The mathematical treatments of the SG transformation were 2, 1, 2, and 5, which refer to the order of polynomial, order of derivative, first smoothing point, and second smoothing point, respectively. The FDT and SG smoothing was used to process all the spectral data to smooth the spectra and to eliminate the particle size effects and noise produced by illumination variations (Bilgili et al. 2010; Tsai and Philpot 1998). It is found to be an optimal spectral pre-treatment in alike studies (Awiti et al. 2008; Bilgili et al. 2010; Srivastava et al. 2017). The SPAs were detected by the first derivative transferred spectra which generally augment the absorption features. Finally, combination of FDT with SG smoothing method was used in predicting the soil attributes.

Statistical modeling

A number of 74 specimens was randomly separated into two subsets viz. calibration (15) and validation (testing) (59) datasets. The predictions of SPA were based on cross-validation of all specimens used in the calibration and afterward to test the precision of predictions with validation datasets. The correlation studies were performed between SPA and their respective predictor variables (spectral reflectance) using the statistical analysis. The calibration between reflectance of soil and its SPA were carried out in Unscrambler X 10.5 software CAMO, Norway, via PLSR-based chemometric analysis approach.

Chemometric analyses

The renovated spectra by pre-treatment methods were used to implement PLSR-based models with leave-one-out cross-validation and were used to calibrate the spectral data with the reference (laboratory) data of soil.

Partial least squares regression (PLSR)-based modeling

PLSR is a widely acceptable modeling method in chemometrics and is normally used in quantitative reflectance spectroscopy data analyses. The PLSR is a linear multiple regression method which merges and generalizes the features from multiple regression and principal component regression. The two matrices X and Y are relatively used using a linear multivariate model. It is also used to construct the predictive model using highly correlated spectral variables while reducing the unwanted spectral bands. The PLSR decomposes the X and Y variables with finding new latent variables and selects successive orthogonal factors that maximizes the covariance between predictor (X-soil reflectance) and response variables (Y-measured SPA by laboratory data). In the fitting of the PLSR model, the selection of the number of the latent variables is critical to prevent the data that explain most of the variation in both predictors and responses. Consequently, proper fitting of the data is very important which were obtained by cross-validation (Bilgili et al. 2010; Rossel et al. 2006; Qiao et al. 2017). The basic idea behind the PLSR model is to look for components T that allow us to decompose the block of predictors (Eq. 2),

$$ X=T\cdot {P}^T+ Residuals(E) $$
(2)

and predict the response variables (Eq. 3),

$$ Y=T\cdot C+ Error(f) $$
(3)

where X and Y are the mean-centered matrices that contain the predictor and response variables, respectively. P and C are the factor loadings, and E and f are the matrices of residuals and errors, respectively (Rossel et al. 2006; Lin et al. 2016).

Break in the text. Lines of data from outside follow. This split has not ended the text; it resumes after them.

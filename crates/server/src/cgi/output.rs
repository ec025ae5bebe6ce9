//! Translation of CGI output into a response.
//!
//! The child writes a header block, a blank line and the body. [`OutputParser`] buffers
//! the header block, turns it into a [`ResponseHead`] plus the framing of the body, and
//! then passes body bytes through as they arrive.

use bytes::{Bytes, BytesMut};
use http::header::{self, HeaderName, HeaderValue};
use http::{StatusCode, Version};
use std::process::ExitStatus;
use tracing::trace;
use webserv_http::protocol::{PayloadSize, ResponseHead};

use crate::error::CgiError;

/// The header block must end within this many bytes.
pub const MAX_CGI_HEADER_BYTES: usize = 32 * 1024;

/// What a piece of CGI output turned into.
#[derive(Debug)]
pub enum OutputEvent {
    Head(ResponseHead, PayloadSize),
    Body(Bytes),
    End,
}

#[derive(Debug, Clone, Copy, PartialEq, Eq)]
enum State {
    Headers,
    /// Body bytes flow through; `Some` counts down a declared length.
    Body(Option<u64>),
    Done,
}

#[derive(Debug)]
pub struct OutputParser {
    state: State,
    buffer: BytesMut,
    total: u64,
    max_output: u64,
    chunked: bool,
}

impl OutputParser {
    /// A parser for a response to a request of `version`, accepting at most `max_output`
    /// bytes of output in total.
    ///
    /// Bodies without a declared length are chunked for HTTP/1.1 and close-delimited for
    /// HTTP/1.0.
    pub fn new(version: Version, max_output: u64) -> Self {
        Self { state: State::Headers, buffer: BytesMut::new(), total: 0, max_output, chunked: version != Version::HTTP_10 }
    }

    pub fn is_head_parsed(&self) -> bool {
        self.state != State::Headers
    }

    pub fn is_done(&self) -> bool {
        self.state == State::Done
    }

    /// Consumes output read from the child.
    pub fn feed(&mut self, data: &[u8], events: &mut Vec<OutputEvent>) -> Result<(), CgiError> {
        if self.state == State::Done {
            return Ok(());
        }

        self.total += data.len() as u64;
        if self.total > self.max_output {
            return Err(CgiError::OutputTooLarge { limit: self.max_output });
        }

        if self.state != State::Headers {
            self.forward(Bytes::copy_from_slice(data), events);
            return Ok(());
        }

        self.buffer.extend_from_slice(data);
        let Some(body_start) = find_header_end(&self.buffer) else {
            if self.buffer.len() > MAX_CGI_HEADER_BYTES {
                return Err(CgiError::HeaderTooLarge { limit: MAX_CGI_HEADER_BYTES });
            }
            return Ok(());
        };

        if body_start > MAX_CGI_HEADER_BYTES {
            return Err(CgiError::HeaderTooLarge { limit: MAX_CGI_HEADER_BYTES });
        }

        let head_bytes = self.buffer.split_to(body_start);
        let (head, payload_size) = self.parse_head(&head_bytes)?;
        trace!(status = %head.status(), ?payload_size, "parsed cgi header block");
        events.push(OutputEvent::Head(head, payload_size));

        match payload_size {
            PayloadSize::Length(length) => self.state = State::Body(Some(length)),
            PayloadSize::Chunked | PayloadSize::CloseDelimited => self.state = State::Body(None),
            PayloadSize::Empty => {
                self.state = State::Done;
                events.push(OutputEvent::End);
                return Ok(());
            }
        }

        let rest = self.buffer.split().freeze();
        self.forward(rest, events);
        Ok(())
    }

    /// Handles end of output. `status` is the exit status of the child, if already known.
    pub fn finish(&mut self, status: Option<ExitStatus>, events: &mut Vec<OutputEvent>) -> Result<(), CgiError> {
        match self.state {
            State::Headers if self.total == 0 => Err(CgiError::NoOutput),
            State::Headers => Err(CgiError::PrematureEof { status }),
            State::Body(Some(missing)) => Err(CgiError::TruncatedBody { missing }),
            State::Body(None) => {
                self.state = State::Done;
                events.push(OutputEvent::End);
                Ok(())
            }
            State::Done => Ok(()),
        }
    }

    fn forward(&mut self, mut bytes: Bytes, events: &mut Vec<OutputEvent>) {
        match &mut self.state {
            State::Body(Some(remaining)) => {
                let take = usize::try_from(*remaining).map_or(bytes.len(), |remaining| remaining.min(bytes.len()));
                bytes.truncate(take);
                *remaining -= take as u64;
                let finished = *remaining == 0;

                if !bytes.is_empty() {
                    events.push(OutputEvent::Body(bytes));
                }
                if finished {
                    self.state = State::Done;
                    events.push(OutputEvent::End);
                }
            }
            State::Body(None) if !bytes.is_empty() => events.push(OutputEvent::Body(bytes)),
            _ => {}
        }
    }

    fn parse_head(&self, block: &[u8]) -> Result<(ResponseHead, PayloadSize), CgiError> {
        // one slot per line, the byte cap already bounds the block
        let lines = block.iter().filter(|b| **b == b'\n').count() + 1;
        let mut raw = vec![httparse::EMPTY_HEADER; lines];
        let parsed = match httparse::parse_headers(block, &mut raw) {
            Ok(httparse::Status::Complete((_, parsed))) => parsed,
            Ok(httparse::Status::Partial) => return Err(CgiError::malformed_header("incomplete header block")),
            Err(e) => return Err(CgiError::malformed_header(e)),
        };

        let mut head = ResponseHead::new(());
        let mut status = None;
        let mut content_length = None;

        for raw_header in parsed {
            let name = HeaderName::from_bytes(raw_header.name.as_bytes()).map_err(CgiError::malformed_header)?;
            let value = HeaderValue::from_bytes(raw_header.value).map_err(CgiError::malformed_header)?;

            if name.as_str() == "status" {
                status = Some(parse_status(&value)?);
            } else if name == header::CONTENT_LENGTH {
                let length = value.to_str().ok().and_then(|value| value.trim().parse::<u64>().ok());
                content_length = Some(length.ok_or_else(|| CgiError::malformed_header("invalid content-length"))?);
            } else if !is_hop_by_hop(&name) {
                head.headers_mut().append(name, value);
            }
        }

        let status = status.unwrap_or_else(|| {
            if head.headers().contains_key(header::LOCATION) { StatusCode::FOUND } else { StatusCode::OK }
        });
        *head.status_mut() = status;

        let payload_size = if forbids_body(status) {
            PayloadSize::Empty
        } else {
            match content_length {
                Some(length) => PayloadSize::Length(length),
                None if self.chunked => PayloadSize::Chunked,
                None => PayloadSize::CloseDelimited,
            }
        };

        Ok((head, payload_size))
    }
}

/// Offset of the first byte after the blank line closing the header block.
///
/// Lines may end with CRLF or a bare LF.
fn find_header_end(buffer: &[u8]) -> Option<usize> {
    let mut line_start = 0;
    for (i, byte) in buffer.iter().enumerate() {
        if *byte != b'\n' {
            continue;
        }
        let line = &buffer[line_start..i];
        if line.is_empty() || line == b"\r" {
            return Some(i + 1);
        }
        line_start = i + 1;
    }
    None
}

/// `Status: 404 Not Found` or just `Status: 404`.
fn parse_status(value: &HeaderValue) -> Result<StatusCode, CgiError> {
    let code = value.as_bytes().split(|byte| *byte == b' ').find(|part| !part.is_empty()).unwrap_or_default();
    StatusCode::from_bytes(code).map_err(|_| CgiError::malformed_header("invalid status"))
}

fn is_hop_by_hop(name: &HeaderName) -> bool {
    *name == header::CONNECTION
        || *name == header::TRANSFER_ENCODING
        || *name == header::TE
        || *name == header::TRAILER
        || *name == header::UPGRADE
        || *name == header::PROXY_AUTHENTICATE
        || matches!(name.as_str(), "keep-alive" | "proxy-connection")
}

fn forbids_body(status: StatusCode) -> bool {
    status.is_informational() || status == StatusCode::NO_CONTENT || status == StatusCode::NOT_MODIFIED
}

Prediction accuracy assessment of models

The prediction accuracy of the models was used for each soil attributes based on PLSR method and was tested using coefficient of determination (R2) values, RMSEP, and ratio of performance to deviation (RPD) by Eqs. 4, 5, and 6, respectively. The best model was chosen based on higher values of R2 and lower values of RMSEP. The lower the RMSEP and the higher the R2 indicate a more accurate and stable model.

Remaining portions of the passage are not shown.